ASSIGNMENT: Every entry must be reproduced word for word.
═══ EXCERPTED RECORDS ═══
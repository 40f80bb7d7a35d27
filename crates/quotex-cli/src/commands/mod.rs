//! Command handlers

pub mod backup;
pub mod category;
pub mod config;
pub mod promise;
pub mod quote;
pub mod status;
pub mod subtitle;
pub mod title;
pub mod watch;

use anyhow::{anyhow, Result};

use quotex_core::{Category, Store, Subtitle, Title};

use crate::output::Output;
use crate::prompt::confirm;

/// Look up a category by exact name
pub(crate) fn find_category(store: &Store, name: &str) -> Result<Category> {
    store
        .category_by_name(name)?
        .ok_or_else(|| anyhow!("Category not found: {}", name))
}

/// Look up a title by exact category and title names
pub(crate) fn find_title(store: &Store, category: &str, title: &str) -> Result<Title> {
    let category = find_category(store, category)?;
    store
        .title_by_name(category.id, title)?
        .ok_or_else(|| anyhow!("Title not found: {} / {}", category.name, title))
}

/// Look up a subtitle by exact names at all three levels
pub(crate) fn find_subtitle(
    store: &Store,
    category: &str,
    title: &str,
    subtitle: &str,
) -> Result<Subtitle> {
    let parent = find_title(store, category, title)?;
    store
        .subtitle_by_name(parent.id, subtitle)?
        .ok_or_else(|| anyhow!("Subtitle not found: {} / {} / {}", category, title, subtitle))
}

/// Ask before a destructive change unless `yes` was given
///
/// JSON and quiet output never prompt.
pub(crate) fn confirmed(what: &str, yes: bool, output: &Output) -> Result<bool> {
    if yes || !output.should_prompt() {
        return Ok(true);
    }
    println!("{}", what);
    if confirm("Are you sure?")? {
        Ok(true)
    } else {
        println!("Cancelled.");
        Ok(false)
    }
}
═══
ANSWER TO THIS EXERCISE:
repository 40f80bb7d7a35d27
filename crates/quotex-cli/src/commands/mod.rs
//! Command handlers

pub mod backup;
pub mod category;
pub mod config;
pub mod promise;
pub mod quote;
pub mod status;
pub mod subtitle;
pub mod title;
pub mod watch;

use anyhow::{anyhow, Result};

use quotex_core::{Category, Store, Subtitle, Title};

use crate::output::Output;
use crate::prompt::confirm;

/// Look up a category by exact name
pub(crate) fn find_category(store: &Store, name: &str) -> Result<Category> {
    store
        .category_by_name(name)?
        .ok_or_else(|| anyhow!("Category not found: {}", name))
}

/// Look up a title by exact category and title names
pub(crate) fn find_title(store: &Store, category: &str, title: &str) -> Result<Title> {
    let category = find_category(store, category)?;
    store
        .title_by_name(category.id, title)?
        .ok_or_else(|| anyhow!("Title not found: {} / {}", category.name, title))
}

/// Look up a subtitle by exact names at all three levels
pub(crate) fn find_subtitle(
    store: &Store,
    category: &str,
    title: &str,
    subtitle: &str,
) -> Result<Subtitle> {
    let parent = find_title(store, category, title)?;
    store
        .subtitle_by_name(parent.id, subtitle)?
        .ok_or_else(|| anyhow!("Subtitle not found: {} / {} / {}", category, title, subtitle))
}

/// Ask before a destructive change unless `yes` was given
///
/// JSON and quiet output never prompt.
pub(crate) fn confirmed(what: &str, yes: bool, output: &Output) -> Result<bool> {
    if yes || !output.should_prompt() {
        return Ok(true);
    }
    println!("{}", what);
    if confirm("Are you sure?")? {
        Ok(true)
    } else {
        println!("Cancelled.");
        Ok(false)
    }
}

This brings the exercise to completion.